Sempre haverá quem veja no futebol apenas o risco, a evasão, a alienação, e estarão certos. O futebol é isto, mas não apenas isto. Se há um lado do futebol que é pura manipulação - hoje até mais que no passado - pela expansão da mercantilização, pela penetração do grande capital em todos os aspectos do processo, há outra dimensão a ser considerada: o futebol como expressão cultural, como linguagem, como fenômeno coletivo, produtor de identidade, como realidade fundante da sociabilidade e sensibilidade - arte, espetáculo, esporte, instrumento de socialização e aprendizado.

Há, é claro, no futebol, o fenômeno da catarse, a comoção provocada pela superexposição da mídia, a manipulação dos sentidos, a repetição e o engodo. Há também a emoção genuína, a gratuita paixão por uma bandeira, uma cor, uma história.

Há, nas Copas do Mundo, os patriotismos de encomenda e outros patriotismos autênticos e igualmente problemáticos. A seleção não é a pátria de chuteiras. A seleção é um time de futebol, que tanto mais será admirado e querido quanto mais expressar as características culturais dos que apreciam o futebol.

Afinal, o futebol é uma bobagem como as outras, bobagem capaz de produzir a alegria generosa partilhada com multidões, a tristeza igualmente partilhada e que assim parece aproximar, tornar solidários indivíduos apenas ligados pela cor de suas escolhas.

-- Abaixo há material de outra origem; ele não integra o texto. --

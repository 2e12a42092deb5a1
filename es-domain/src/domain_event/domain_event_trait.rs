use serde::Serialize;
use serde::de::DeserializeOwned;
use std::fmt;

/// 领域事件载荷需要满足的通用能力边界
///
/// 一个聚合的全部事件建模为一个枚举，`apply` 中对其显式 `match` 分派；
/// 通常由 `#[domain_event]` 宏生成本 trait 的实现。
pub trait DomainEvent:
    Clone + PartialEq + fmt::Debug + Serialize + DeserializeOwned + Send + Sync
{
    /// 该事件枚举能够处理的全部事件类型名
    const EVENT_TYPES: &'static [&'static str];

    /// 事件类型（形如 `OrderEvent.Created` 或自定义类型名）
    fn event_type(&self) -> &'static str;

    /// 事件载荷版本（用于版本兼容与上抬）
    fn event_version(&self) -> usize;

    /// 当前代码是否认识该事件类型
    fn handles(event_type: &str) -> bool {
        Self::EVENT_TYPES.contains(&event_type)
    }
}
use es_domain::domain_event::DomainEvent;
use es_macros::domain_event;

#[domain_event(version = 1)]
enum BankEvent {
    #[event(event_type = "bank.opened")]
    Opened { name: String },
    #[event(event_type = "bank.renamed", event_version = 2)]
    Renamed { to: String },
    Closed,
    Audited(u32),
}

fn main() {
    assert_eq!(
        BankEvent::EVENT_TYPES,
        &["bank.opened", "bank.renamed", "BankEvent.Closed", "BankEvent.Audited"]
    );

    let opened = BankEvent::Opened { name: "a".into() };
    assert_eq!(opened.event_type(), "bank.opened");
    assert_eq!(opened.event_version(), 1);

    let renamed = BankEvent::Renamed { to: "b".into() };
    assert_eq!(renamed.event_version(), 2);

    assert_eq!(BankEvent::Closed.event_type(), "BankEvent.Closed");
    assert_eq!(BankEvent::Audited(1).event_type(), "BankEvent.Audited");
    assert_eq!(renamed.clone(), renamed);
}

Nesta Copa do Mundo, 1994, o Brasil apresenta-se com um time capaz de vencer. Num momento em que o futebol brasileiro vive momento de definição. O Palmeiras/Parmalat, o São Paulo/TAM parecem ser os modelos exitosos do que o futebol deve ser: a mercan tilização de tudo - da camisa, das cores, dos símbolos, da história, do nome...

Os que gostam de futebol e não se rendem ao capital estão condenados a, também neste campo, exercitar a crítica e a paixão na defesa do esporte como expressão de livre criatividade do povo, para além de toda a manipulação e controle.

João Antonio de Paula é presidente do Diretório Municipal do PT de Belo Horizonte e professor de História Econômica e Economia Política na UFMG.